EXERCISE DIRECTIONS »
Give the data below again, word for word.

GIVEN ENTRIES »

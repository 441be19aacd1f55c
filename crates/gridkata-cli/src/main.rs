use anyhow::Result;
use clap::{Arg, ArgAction, ArgMatches, Command, ValueHint};
use log::LevelFilter;
use std::path::PathBuf;

use gridkata_cli::drills::construction::{print_construction, run_construction};
use gridkata_cli::drills::extraction::{print_extraction, run_extraction};
use gridkata_cli::drills::load_drill_config;
use gridkata_cli::drills::sequence::{print_sequence, run_sequence, write_sequence_csv};
use gridkata_cli::drills::traversal::{print_traversal, run_traversal};
use gridkata_core::DrillConfig;

fn main() -> Result<()> {
    env_logger::Builder::default()
        .filter_level(LevelFilter::Error)
        .parse_env(env_logger::Env::default().filter_or("GRIDKATA_LOG", "error,gridkata=info"))
        .init();

    let matches = Command::new("gridkata")
        .version(clap::crate_version!())
        .about("Array fundamentals drills: construction, slicing, traversal, strided mutation")
        .subcommand_required(true)
        .arg_required_else_help(true)
        .subcommand(
            Command::new("run")
                .about("Run the drills in fixed order")
                .arg(
                    Arg::new("config")
                        .help("Path to a JSON drill configuration file")
                        .required(false)
                        .value_parser(clap::value_parser!(PathBuf))
                        .value_hint(ValueHint::FilePath),
                )
                .arg(
                    Arg::new("drill")
                        .long("drill")
                        .help("Run only the named drill. May be repeated.")
                        .action(ArgAction::Append)
                        .value_parser(["construction", "extraction", "traversal", "sequence"]),
                )
                .arg(
                    Arg::new("output_file")
                        .short('o')
                        .long("output")
                        .help("Write the mutated sequence as CSV to this path")
                        .value_parser(clap::value_parser!(PathBuf))
                        .value_hint(ValueHint::FilePath),
                ),
        )
        .subcommand(
            Command::new("template").about("Print the default drill configuration as JSON"),
        )
        .help_template(
            "{usage-heading} {usage}\n\n\
             {about-with-newline}\n\
             Version {version}\n\n\
             {all-args}{after-help}",
        )
        .get_matches();

    match matches.subcommand() {
        Some(("run", sub_m)) => handle_run(sub_m),
        Some(("template", _)) => handle_template(),
        _ => unreachable!("Subcommand is required by CLI configuration"),
    }
}

fn handle_template() -> Result<()> {
    let json = serde_json::to_string_pretty(&DrillConfig::default())?;
    println!("{}", json);
    Ok(())
}

fn handle_run(matches: &ArgMatches) -> Result<()> {
    let config = if let Some(config_path) = matches.get_one::<PathBuf>("config") {
        eprintln!("[GridKata] Using config: {:?}", config_path);
        load_drill_config(config_path)?
    } else {
        eprintln!("[GridKata] No config provided; using defaults.");
        DrillConfig::default()
    };

    let selected: Vec<String> = matches
        .get_many::<String>("drill")
        .map(|values| values.cloned().collect())
        .unwrap_or_default();
    let wants = |name: &str| selected.is_empty() || selected.iter().any(|d| d == name);

    if wants("construction") {
        let outcome = run_construction(&config);
        print_construction(&outcome);
        if !outcome.grids_agree() {
            log::warn!("construction primitives produced different grids");
        }
    }

    if wants("extraction") {
        let outcome = run_extraction(&config)?;
        print_extraction(&outcome);
    }

    if wants("traversal") {
        let outcome = run_traversal(&config);
        print_traversal(&outcome);
    }

    if wants("sequence") {
        let outcome = run_sequence(&config)?;
        print_sequence(&outcome);
        if let Some(output_path) = matches.get_one::<PathBuf>("output_file") {
            write_sequence_csv(&outcome, output_path)?;
            eprintln!("[GridKata] Wrote sequence CSV: {:?}", output_path);
        }
    }

    Ok(())
}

RESULT FOR THIS TASK »
repository 441be19aacd1f55c
filename crates/gridkata-cli/src/main.rs
use anyhow::Result;
use clap::{Arg, ArgAction, ArgMatches, Command, ValueHint};
use log::LevelFilter;
use std::path::PathBuf;

use gridkata_cli::drills::construction::{print_construction, run_construction};
use gridkata_cli::drills::extraction::{print_extraction, run_extraction};
use gridkata_cli::drills::load_drill_config;
use gridkata_cli::drills::sequence::{print_sequence, run_sequence, write_sequence_csv};
use gridkata_cli::drills::traversal::{print_traversal, run_traversal};
use gridkata_core::DrillConfig;

fn main() -> Result<()> {
    env_logger::Builder::default()
        .filter_level(LevelFilter::Error)
        .parse_env(env_logger::Env::default().filter_or("GRIDKATA_LOG", "error,gridkata=info"))
        .init();

    let matches = Command::new("gridkata")
        .version(clap::crate_version!())
        .about("Array fundamentals drills: construction, slicing, traversal, strided mutation")
        .subcommand_required(true)
        .arg_required_else_help(true)
        .subcommand(
            Command::new("run")
                .about("Run the drills in fixed order")
                .arg(
                    Arg::new("config")
                        .help("Path to a JSON drill configuration file")
                        .required(false)
                        .value_parser(clap::value_parser!(PathBuf))
                        .value_hint(ValueHint::FilePath),
                )
                .arg(
                    Arg::new("drill")
                        .long("drill")
                        .help("Run only the named drill. May be repeated.")
                        .action(ArgAction::Append)
                        .value_parser(["construction", "extraction", "traversal", "sequence"]),
                )
                .arg(
                    Arg::new("output_file")
                        .short('o')
                        .long("output")
                        .help("Write the mutated sequence as CSV to this path")
                        .value_parser(clap::value_parser!(PathBuf))
                        .value_hint(ValueHint::FilePath),
                ),
        )
        .subcommand(
            Command::new("template").about("Print the default drill configuration as JSON"),
        )
        .help_template(
            "{usage-heading} {usage}\n\n\
             {about-with-newline}\n\
             Version {version}\n\n\
             {all-args}{after-help}",
        )
        .get_matches();

    match matches.subcommand() {
        Some(("run", sub_m)) => handle_run(sub_m),
        Some(("template", _)) => handle_template(),
        _ => unreachable!("Subcommand is required by CLI configuration"),
    }
}

fn handle_template() -> Result<()> {
    let json = serde_json::to_string_pretty(&DrillConfig::default())?;
    println!("{}", json);
    Ok(())
}

fn handle_run(matches: &ArgMatches) -> Result<()> {
    let config = if let Some(config_path) = matches.get_one::<PathBuf>("config") {
        eprintln!("[GridKata] Using config: {:?}", config_path);
        load_drill_config(config_path)?
    } else {
        eprintln!("[GridKata] No config provided; using defaults.");
        DrillConfig::default()
    };

    let selected: Vec<String> = matches
        .get_many::<String>("drill")
        .map(|values| values.cloned().collect())
        .unwrap_or_default();
    let wants = |name: &str| selected.is_empty() || selected.iter().any(|d| d == name);

    if wants("construction") {
        let outcome = run_construction(&config);
        print_construction(&outcome);
        if !outcome.grids_agree() {
            log::warn!("construction primitives produced different grids");
        }
    }

    if wants("extraction") {
        let outcome = run_extraction(&config)?;
        print_extraction(&outcome);
    }

    if wants("traversal") {
        let outcome = run_traversal(&config);
        print_traversal(&outcome);
    }

    if wants("sequence") {
        let outcome = run_sequence(&config)?;
        print_sequence(&outcome);
        if let Some(output_path) = matches.get_one::<PathBuf>("output_file") {
            write_sequence_csv(&outcome, output_path)?;
            eprintln!("[GridKata] Wrote sequence CSV: {:?}", output_path);
        }
    }

    Ok(())
}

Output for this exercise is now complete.